Dirección General de Divulgación de la Ciencia, UNAM
Publicado en Milenio Diario, 30 de marzo de 2011
Un mamavirus gigante con varios virófagos Sputnik en su interior |
Los virus son entidades extrañas: se hallan en la frontera entre lo vivo y lo inanimado (sólo presentan funciones vitales cuando parasitan una célula), y su origen evolutivo sigue siendo un misterio (aunque hay diversas hipótesis al respecto, e incluso puede ser que hayan tenido varios orígenes). En 1992 se encontró un tipo de virus sorprendente, que infecta a cierto tipo de amibas de agua sucia (Acanthamoeba polyphaga). Era tan grande que podía verse al microscopio, y por ello se lo confundió con una bacteria. Cuando en 2003 se descubrió el error, se lo llamó “mimivirus” (de mimós, imitar).
En septiembre de 2008 Didier Raoult, del Centro Nacional de la Investigación Científica, en Francia, descubrió un virus aún más grande, pariente del mimivirus, y en son de broma lo llamó “mamavirus”. Pero había más sorpresas: también halló otro pequeño virus asociado a éste, que no podía reproducirse dentro de las amibas si éstas no estaban infectadas por el mamavirus. A este tipo de virus se les conoce como “virus satélite”; usando nuevamente el humor, el pequeño acompañante fue llamado Sputnik (en alusión al primer satélite artificial, y debido a que en ruso el nombre significa, precisamente, “viajero acompañante”).

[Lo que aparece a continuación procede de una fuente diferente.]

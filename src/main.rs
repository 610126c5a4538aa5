use std::path::{Path, PathBuf};

use clap::Parser;
use tracing_subscriber::EnvFilter;

use kilowatch::application::config::AppConfig;
use kilowatch::application::services::analysis::AnalysisService;
use kilowatch::domain::ports::store::{BuildingStore, ReadingStore};
use kilowatch::domain::value_objects::day_type::DayType;
use kilowatch::infrastructure::import::{load_dataset, Dataset};
use kilowatch::infrastructure::persistence::in_memory_store::InMemoryStore;
use kilowatch::presentation::cli::app::{Cli, Commands};
use kilowatch::presentation::cli::commands::analyze::run_analyze;
use kilowatch::presentation::cli::commands::profile::run_profile;

fn setup_tracing(verbose: bool) {
    let filter = if verbose {
        EnvFilter::new("debug")
    } else {
        EnvFilter::new("info")
    };
    tracing_subscriber::fmt().with_env_filter(filter).init();
}

fn resolve_input(flag: Option<PathBuf>, config: &AppConfig) -> anyhow::Result<PathBuf> {
    flag.or_else(|| config.data.default_dataset.clone())
        .ok_or_else(|| {
            anyhow::anyhow!("No dataset given: pass --input or set data.default_dataset in config")
        })
}

fn resolve_day_type(raw: &str) -> anyhow::Result<DayType> {
    match raw.to_lowercase().as_str() {
        "weekday" => Ok(DayType::Weekday),
        "weekend" => Ok(DayType::Weekend),
        other => {
            anyhow::bail!("Unknown day type: '{other}'. Valid values: weekday, weekend");
        }
    }
}

fn open_dataset(path: &Path) -> anyhow::Result<Dataset> {
    let dataset = load_dataset(path)?;
    tracing::debug!(
        building = %dataset.building.id,
        readings = dataset.readings.len(),
        "dataset loaded"
    );
    Ok(dataset)
}

/// Register the dataset's building and readings in the store, returning the
/// building id to analyze. Commands read back from the store only.
fn stage_dataset(store: &InMemoryStore, dataset: &Dataset) -> anyhow::Result<String> {
    store.save_building(&dataset.building)?;
    store.append_readings(&dataset.building.id, &dataset.readings)?;
    Ok(dataset.building.id.clone())
}

fn main() -> anyhow::Result<()> {
    let cli = Cli::parse();

    setup_tracing(cli.verbose);

    // Load configuration
    let config = if let Some(ref path) = cli.config {
        AppConfig::load_from(path)?
    } else {
        AppConfig::load()?
    };

    if !config.output.color {
        colored::control::set_override(false);
    }

    let store = InMemoryStore::new();

    match cli.command {
        Commands::Analyze { input, json } => {
            let path = resolve_input(input, &config)?;
            let dataset = open_dataset(&path)?;
            let building_id = stage_dataset(&store, &dataset)?;
            let service = AnalysisService::default();
            run_analyze(&service, &store, &building_id, json)?;
        }
        Commands::Profile {
            input,
            day_type,
            json,
        } => {
            let path = resolve_input(input, &config)?;
            let dataset = open_dataset(&path)?;
            let building_id = stage_dataset(&store, &dataset)?;
            run_profile(&store, &building_id, resolve_day_type(&day_type)?, json)?;
        }
    }

    Ok(())
}
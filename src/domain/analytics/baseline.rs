use serde::{Deserialize, Serialize};

use crate::domain::analytics::hourly_profile::HourlyProfile;
use crate::domain::analytics::stats::Stats;
use crate::domain::entities::reading::Reading;
use crate::domain::value_objects::day_type::DayType;

/// Baseline references for one day type: overall consumption stats plus the
/// per-hour profile.
#[derive(Debug, Clone, PartialEq, Serialize, Deserialize, Default)]
pub struct DayBaseline {
    pub stats: Stats,
    pub profile: HourlyProfile,
}

/// Weekday and weekend baselines computed once per detection run.
///
/// Weekday and weekend usage patterns are stratified so that a quiet Sunday
/// never drags down the weekday reference (and vice versa).
#[derive(Debug, Clone, PartialEq, Serialize, Deserialize, Default)]
pub struct BaselineSet {
    weekday: DayBaseline,
    weekend: DayBaseline,
}

impl BaselineSet {
    /// Partition readings by day type and compute both baselines.
    #[must_use]
    pub fn from_readings(readings: &[Reading]) -> Self {
        Self {
            weekday: Self::day_baseline(readings, DayType::Weekday),
            weekend: Self::day_baseline(readings, DayType::Weekend),
        }
    }

    fn day_baseline(readings: &[Reading], day_type: DayType) -> DayBaseline {
        let subset: Vec<&Reading> = readings.iter().filter(|r| r.day_type == day_type).collect();
        let values: Vec<f64> = subset.iter().map(|r| r.consumption).collect();
        DayBaseline {
            stats: Stats::from_values(&values),
            profile: HourlyProfile::build(subset.iter().copied()),
        }
    }

    #[must_use]
    pub fn for_day(&self, day_type: DayType) -> &DayBaseline {
        match day_type {
            DayType::Weekday => &self.weekday,
            DayType::Weekend => &self.weekend,
        }
    }
}
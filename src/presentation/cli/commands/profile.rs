use anyhow::Context;
use colored::Colorize;
use serde::Serialize;

use crate::domain::analytics::baseline::BaselineSet;
use crate::domain::analytics::hourly_profile::MIN_RELIABLE_SAMPLES;
use crate::domain::ports::store::{BuildingStore, ReadingStore};
use crate::domain::value_objects::day_type::DayType;
use crate::presentation::cli::formatters::report_fmt::print_section_header;

#[derive(Serialize)]
struct ProfileOutput {
    building_id: String,
    day_type: DayType,
    hours: Vec<HourRow>,
}

#[derive(Serialize)]
struct HourRow {
    hour: u32,
    mean: f64,
    std_dev: f64,
    count: usize,
}

/// Print the hourly consumption profile of a building's stored history for
/// one day type.
///
/// # Errors
///
/// Returns an error if the building is not registered, a store read fails, or
/// JSON serialization fails.
pub fn run_profile<S>(
    store: &S,
    building_id: &str,
    day_type: DayType,
    json: bool,
) -> anyhow::Result<()>
where
    S: BuildingStore + ReadingStore,
{
    let building = store
        .get_building(building_id)?
        .with_context(|| format!("unknown building: {building_id}"))?;
    let readings = store.get_readings(building_id)?;
    let baselines = BaselineSet::from_readings(&readings);
    let profile = &baselines.for_day(day_type).profile;

    if json {
        let output = ProfileOutput {
            building_id: building.id,
            day_type,
            hours: profile
                .iter()
                .map(|(hour, bucket)| HourRow {
                    hour,
                    mean: bucket.mean,
                    std_dev: bucket.std_dev,
                    count: bucket.count,
                })
                .collect(),
        };
        println!("{}", serde_json::to_string_pretty(&output)?);
        return Ok(());
    }

    println!();
    print_section_header(&format!("{} — hourly profile ({day_type})", building.name));
    println!(
        "  {:>4}  {:>10}  {:>10}  {:>7}",
        "hour", "mean kWh", "std dev", "samples"
    );
    for (hour, bucket) in profile.iter() {
        if bucket.count == 0 {
            continue;
        }
        let row = format!(
            "  {hour:>4}  {:>10.2}  {:>10.2}  {:>7}",
            bucket.mean, bucket.std_dev, bucket.count
        );
        if bucket.count < MIN_RELIABLE_SAMPLES {
            println!("{}", row.dimmed());
        } else {
            println!("{row}");
        }
    }
    Ok(())
}

#[cfg(test)]
#[allow(clippy::expect_used)]
mod tests {
    use super::*;
    use crate::domain::entities::building::Building;
    use crate::domain::entities::reading::Reading;
    use crate::infrastructure::persistence::in_memory_store::InMemoryStore;
    use chrono::{DateTime, Utc};

    fn staged_store() -> InMemoryStore {
        let readings: Vec<Reading> = (1..=5)
            .map(|d| {
                let timestamp = DateTime::parse_from_rfc3339(&format!("2024-01-0{d}T09:00:00Z"))
                    .expect("parse")
                    .with_timezone(&Utc);
                Reading::new(timestamp, 50.0, 20.0, 10)
            })
            .collect();
        let building = Building {
            id: "b1".to_string(),
            name: "Riverside Office".to_string(),
            building_type: "office".to_string(),
            floor_area_m2: None,
        };
        let store = InMemoryStore::new();
        store.save_building(&building).expect("save building");
        store.append_readings("b1", &readings).expect("append");
        store
    }

    #[test]
    fn profiles_the_stored_history_in_both_modes() {
        let store = staged_store();
        run_profile(&store, "b1", DayType::Weekday, false).expect("human output");
        run_profile(&store, "b1", DayType::Weekday, true).expect("json output");
    }

    #[test]
    fn weekend_profile_of_weekday_data_is_empty() {
        let store = staged_store();
        run_profile(&store, "b1", DayType::Weekend, false).expect("human output");
    }

    #[test]
    fn unregistered_building_is_an_error() {
        let store = InMemoryStore::new();
        assert!(run_profile(&store, "nope", DayType::Weekday, false).is_err());
    }
}
use chrono::{DateTime, Utc};
use serde::{Deserialize, Serialize};

use crate::domain::value_objects::day_type::DayType;

/// One timestamped energy/temperature/occupancy sample for a building.
///
/// A building's reading sequence is kept sorted ascending by timestamp by the
/// store; the detection engine assumes that invariant and does not re-verify.
#[derive(Debug, Clone, PartialEq, Serialize, Deserialize)]
pub struct Reading {
    pub timestamp: DateTime<Utc>,
    /// Energy consumption in kWh.
    pub consumption: f64,
    /// Outside temperature in °C.
    pub temperature: f64,
    /// Number of occupants at sample time.
    pub occupancy: u32,
    pub day_type: DayType,
}

impl Reading {
    /// Create a reading, deriving the day type from the timestamp.
    #[must_use]
    pub fn new(timestamp: DateTime<Utc>, consumption: f64, temperature: f64, occupancy: u32) -> Self {
        Self {
            timestamp,
            consumption,
            temperature,
            occupancy,
            day_type: DayType::from_timestamp(timestamp),
        }
    }
}

#[cfg(test)]
#[allow(clippy::expect_used)]
mod tests {
    use super::*;

    fn ts(s: &str) -> DateTime<Utc> {
        DateTime::parse_from_rfc3339(s)
            .expect("parse")
            .with_timezone(&Utc)
    }

    #[test]
    fn new_derives_day_type() {
        let weekday = Reading::new(ts("2024-01-03T09:00:00Z"), 42.0, 18.5, 25);
        assert_eq!(weekday.day_type, DayType::Weekday);

        let weekend = Reading::new(ts("2024-01-06T09:00:00Z"), 12.0, 17.0, 0);
        assert_eq!(weekend.day_type, DayType::Weekend);
    }

    #[test]
    fn serde_roundtrip() {
        let reading = Reading::new(ts("2024-01-03T09:00:00Z"), 42.0, 18.5, 25);
        let json = serde_json::to_string(&reading).expect("serialize");
        let deserialized: Reading = serde_json::from_str(&json).expect("deserialize");
        assert_eq!(reading, deserialized);
    }
}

Pero el virus Sputnik no sólo acompaña al mamavirus: lo parasita. No porque se meta dentro del virus gigante, sino que aprovecha la maquinaria de reproducción controlada por el mamavirus para producir sus propias copias, y al hacerlo estorba la reproducción del propio mamavirus (frenándola y produciendo copias defectuosas, que tienen dificultades para infectar a nuevas amibas). Debido a ello, y a pesar de que el nombre nuevamente sea inexacto, se le clasificó como un “virófago” (por comparación con los bacteriófagos).

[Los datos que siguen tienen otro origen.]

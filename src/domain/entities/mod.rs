pub mod anomaly;
pub mod building;
pub mod reading;
pub mod recommendation;
pub mod savings;

pub use anomaly::Anomaly;
pub use building::Building;
pub use reading::Reading;
pub use recommendation::Recommendation;
pub use savings::Savings;
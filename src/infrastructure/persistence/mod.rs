pub mod in_memory_store;
pub mod app;
pub mod commands;
pub mod formatters;
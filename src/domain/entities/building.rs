use serde::{Deserialize, Serialize};

/// Building descriptor. Used for narrative context in recommendations; the
/// detectors never read it.
#[derive(Debug, Clone, PartialEq, Serialize, Deserialize)]
pub struct Building {
    pub id: String,
    pub name: String,
    /// Free-form type label, e.g. `office`, `warehouse`, `retail`.
    pub building_type: String,
    /// Heated floor area in m², when known.
    #[serde(default, skip_serializing_if = "Option::is_none")]
    pub floor_area_m2: Option<f64>,
}

#[cfg(test)]
#[allow(clippy::expect_used)]
mod tests {
    use super::*;

    #[test]
    fn serde_roundtrip() {
        let building = Building {
            id: "bld-001".to_string(),
            name: "Riverside Office".to_string(),
            building_type: "office".to_string(),
            floor_area_m2: Some(3200.0),
        };
        let json = serde_json::to_string(&building).expect("serialize");
        let deserialized: Building = serde_json::from_str(&json).expect("deserialize");
        assert_eq!(building, deserialized);
    }

    #[test]
    fn floor_area_is_optional() {
        let json = r#"{"id":"b1","name":"Depot","building_type":"warehouse"}"#;
        let building: Building = serde_json::from_str(json).expect("deserialize");
        assert!(building.floor_area_m2.is_none());
    }
}
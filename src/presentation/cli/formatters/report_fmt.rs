use colored::{ColoredString, Colorize};

use crate::domain::value_objects::severity::Severity;

pub fn print_section_header(title: &str) {
    println!("{}", title.bold().cyan());
    let display_width = title.chars().count();
    println!("{}", "─".repeat(display_width).cyan());
}

#[must_use]
pub fn severity_label(severity: Severity) -> ColoredString {
    let text = severity.to_string();
    match severity {
        Severity::High => text.red().bold(),
        Severity::Medium => text.yellow(),
        Severity::Low => text.blue(),
    }
}

/// Format a signed kWh figure, one decimal.
#[must_use]
pub fn format_kwh(value: f64) -> String {
    format!("{value:.1} kWh")
}

/// Format a dollar amount, two decimals, sign in front of the symbol.
#[must_use]
pub fn format_money(value: f64) -> String {
    if value < 0.0 {
        format!("-${:.2}", value.abs())
    } else {
        format!("${value:.2}")
    }
}
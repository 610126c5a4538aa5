pub mod store;

pub use store::{BuildingStore, ReadingStore, StoreError};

Tanto el mimivirus como el mamavirus y su acompañante Sputnik habían sido aislados de torres de enfriamiento de agua. Pero esta semana, en la Revista de la Academia Nacional de Ciencias de los Estados Unidos (PNAS), el equipo de Ricardo Cavicchioli, de la Universidad de Nueva Gales del Sur, en Australia, anuncia el descubrimiento de un nuevo virófago, esta vez silvestre, en el hipersalino Lago Orgánico, en la Antártida.
Lo más asombroso es que este virus, llamado “virófago del lago orgánico” (VLO, o en inglés, OLV), que parasita a los llamados ficodnavirus, que atacan a las algas del lago (ficos = alga), podría de hecho controlar la ecología del lago. Como se comprobó mediante modelos computacionales, al impedir que los ficodnavirus infecten a demasiadas algas, el VLO mantiene el equilibrio del lago, al reducir la mortalidad de algas y aumentar la frecuencia de sus brotes durante el verano austral.

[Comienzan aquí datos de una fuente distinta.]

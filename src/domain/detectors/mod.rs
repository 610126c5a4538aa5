pub mod drift;
pub mod schedule;
pub mod spike;

use crate::domain::analytics::baseline::BaselineSet;
use crate::domain::entities::anomaly::Anomaly;
use crate::domain::entities::reading::Reading;

/// Fewer readings than this and no pass has enough history to say anything.
pub const MIN_HISTORY: usize = 7;

/// One detection pass over a chronologically sorted reading sequence.
///
/// Detectors are pure functions: readings + baselines in, anomalies out.
/// No I/O, no state between calls.
pub trait Detector: Send + Sync {
    /// Returns the unique name of this pass
    fn name(&self) -> &'static str;

    /// Scans the readings against the precomputed baselines
    fn detect(&self, readings: &[Reading], baselines: &BaselineSet) -> Vec<Anomaly>;
}

/// Returns the three detection passes in their fixed emission order
#[must_use]
pub fn default_detectors() -> Vec<Box<dyn Detector>> {
    vec![
        Box::new(spike::SpikeDetector),
        Box::new(drift::DriftDetector),
        Box::new(schedule::ScheduleDetector),
    ]
}

/// Runs detection passes over a building's reading history.
pub struct DetectionEngine {
    detectors: Vec<Box<dyn Detector>>,
}

impl DetectionEngine {
    #[must_use]
    pub fn new(detectors: Vec<Box<dyn Detector>>) -> Self {
        Self { detectors }
    }

    /// Runs all passes and concatenates their output.
    ///
    /// Output order is part of the contract: passes emit in registration
    /// order, chronologically within each pass. Anomalies are never merged or
    /// re-sorted across passes.
    #[must_use]
    pub fn detect(&self, readings: &[Reading]) -> Vec<Anomaly> {
        if readings.len() < MIN_HISTORY {
            return vec![];
        }
        let baselines = BaselineSet::from_readings(readings);
        self.detectors
            .iter()
            .flat_map(|detector| detector.detect(readings, &baselines))
            .collect()
    }
}

impl Default for DetectionEngine {
    fn default() -> Self {
        Self::new(default_detectors())
    }
}
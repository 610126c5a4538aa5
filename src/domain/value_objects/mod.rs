pub mod anomaly_kind;
pub mod day_type;
pub mod severity;

pub use anomaly_kind::AnomalyKind;
pub use day_type::DayType;
pub use severity::Severity;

La naturaleza nos muestra que la vida –y los virus, se consideren vivos o no, son indudablemente sistemas biológicos– puede existir en niveles distintos, anidados unos dentro de otros como muñecas rusas. Se ha descubierto ya un tercer virófago (el mavirus, que parasita a otro virus gigante que a su vez infecta a un flagelado marino que lleva el curioso nombre de Cafeteria roenbergensis), lo que hace pensar que son más comunes de lo que se pensaba. Quizá pronto presenciaremos una pequeña revolución en la biología: los elementos más pequeños de la vida podrían ser fundamentales para el control de ecosistemas completos.